Economia

Copom abre reunião, mas cenário não permite ver aumento de juros

Redação DM

Publicado em 24 de novembro de 2015 às 04:05 | Atualizado há 11 anos

BRASÍLIA – Com a economia em recessão e um déficit fiscal bilionário anunciado para 2015, analistas acreditam que o Comitê de Política Monetária (Copom) vai manter a taxa básica de juros (Selic) no patamar atual, de 14,25%, na reunião desta quarta-feira, mesmo com a inflação em alta. Na visão deles, o Banco Central teria pouca eficácia se decidisse elevar a Selic neste momento. No governo, fontes avaliam que a indefinição da política fiscal impede o BC de fixar um prazo mais preciso para o retorno da inflação ao centro da meta e deve manter a taxa básica como está até que o cenário fiscal fique mais claro.

O economista-chefe da Gradual Investimentos, André Perfeito, avalia que o mercado está sendo influenciado pela má condução da política fiscal, uma vez que o governo tem dificuldades em aprovar medidas do ajuste no Congresso.

— Uma alta agora não vai contribuir de maneira efetiva para mudar as expectativas. A queda no Produto Interno Bruto (PIB) já está fazendo o trabalho sujo da Selic — diz, referindo-se ao efeito da recessão sobre os preços.

O economista da Tendência Consultoria, Rafael Bacciotti, lembra que o BC já sinalizou que não trabalha com convergência da inflação para o centro da meta, de 4,5%, em 2016, o que diminui a urgência de elevar a Selic:

— O BC está atento à convergência num prazo mais longo.

Segundo um integrante da equipe econômica, a falta de clareza sobre o quadro fiscal e o fato de o Orçamento de 2016 ainda não ter sido aprovado impedem que o Banco Central fixe uma data precisa para trazer a inflação para a meta. A consequência ruim é que as expectativas para os preços ficam cada vez mais “desancoradas”, ou seja, sem um norte. A simples definição sobre aumentar ou não a Contribuição de Intervenção no Domínio Econômico (Cide), que incide sobre os combustíveis, já daria um horizonte melhor.

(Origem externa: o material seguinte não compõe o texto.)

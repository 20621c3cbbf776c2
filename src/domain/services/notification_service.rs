// Copyright (c) 2025 Kirky.X
//
// Licensed under the MIT License
// See LICENSE file in the project root for full license information.

use crate::domain::models::delivery::DeliveryReport;
use async_trait::async_trait;

/// 通知特质
///
/// 在后端完成后调用一次。实现方自行记录错误，不向调用方传播。
#[async_trait]
pub trait NotificationSink: Send + Sync {
    async fn notify(&self, report: &DeliveryReport);
}
// Copyright 2025 Kirky.X
//
// Licensed under the Apache License, Version 2.0 (the "License");
// you may not use this file except in compliance with the License.
// You may obtain a copy of the License at
//
//     http://www.apache.org/licenses/LICENSE-2.0
//
// Unless required by applicable law or agreed to in writing, software
// distributed under the License is distributed on an "AS IS" BASIS,
// WITHOUT WARRANTIES OR CONDITIONS OF ANY KIND, either express or implied.
// See the License for the specific language governing permissions and
// limitations under the License.

use async_trait::async_trait;
use std::time::Duration;
use thiserror::Error;

/// 引擎错误类型
#[derive(Error, Debug)]
pub enum EngineError {
    /// 请求失败
    #[error("Request failed: {0}")]
    RequestFailed(#[from] reqwest::Error),
    /// 超时
    #[error("Timeout")]
    Timeout,
    /// 浏览器操作失败
    #[error("Browser error: {0}")]
    Browser(String),
    /// 会话已关闭
    #[error("Browser session already closed")]
    SessionClosed,
}

impl EngineError {
    /// 判断错误是否为超时
    pub fn is_timeout(&self) -> bool {
        match self {
            EngineError::Timeout => true,
            EngineError::RequestFailed(e) => e.is_timeout(),
            _ => false,
        }
    }
}

/// 等待元素时的条件
#[derive(Debug, Clone, Copy, PartialEq, Eq)]
pub enum ElementCondition {
    /// 元素出现在 DOM 中
    Present,
    /// 元素可见且可点击
    Clickable,
}

/// 表单驱动特质
///
/// 浏览器自动化的最小操作集合，定位统一使用 XPath
#[async_trait]
pub trait FormDriver: Send {
    /// 元素句柄
    type Element: Send + Sync;

    /// 打开页面
    async fn navigate(&mut self, url: &str) -> Result<(), EngineError>;

    /// 等待元素满足条件，超过 `timeout` 返回 `EngineError::Timeout`
    async fn wait_for(
        &mut self,
        xpath: &str,
        condition: ElementCondition,
        timeout: Duration,
    ) -> Result<Self::Element, EngineError>;

    /// 点击元素
    async fn click(&mut self, element: &Self::Element) -> Result<(), EngineError>;

    /// 向元素输入文本
    async fn type_text(&mut self, element: &Self::Element, text: &str) -> Result<(), EngineError>;

    /// 释放会话
    async fn quit(&mut self) -> Result<(), EngineError>;
}

/// 浏览器会话启动器
#[async_trait]
pub trait SessionLauncher: Send + Sync {
    type Driver: FormDriver;

    /// 以给定的 User-Agent 启动一个隔离的会话
    async fn launch(&self, user_agent: &str) -> Result<Self::Driver, EngineError>;
}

— Isso importa mais do que saber se o ministro da Fazenda fica ou não no cargo — diz o integrante do governo.

A preocupação da equipe econômica não é apenas com a disparada das projeções de inflação. O fato de as previsões estarem muito diferentes também é preocupante, segundo avaliação de um integrante.

Quando as expectativas estão muito distanciadas, os empresários passam a embutir essas estimativas nos preços e a tendência é majorá-los pelas previsões mais altas.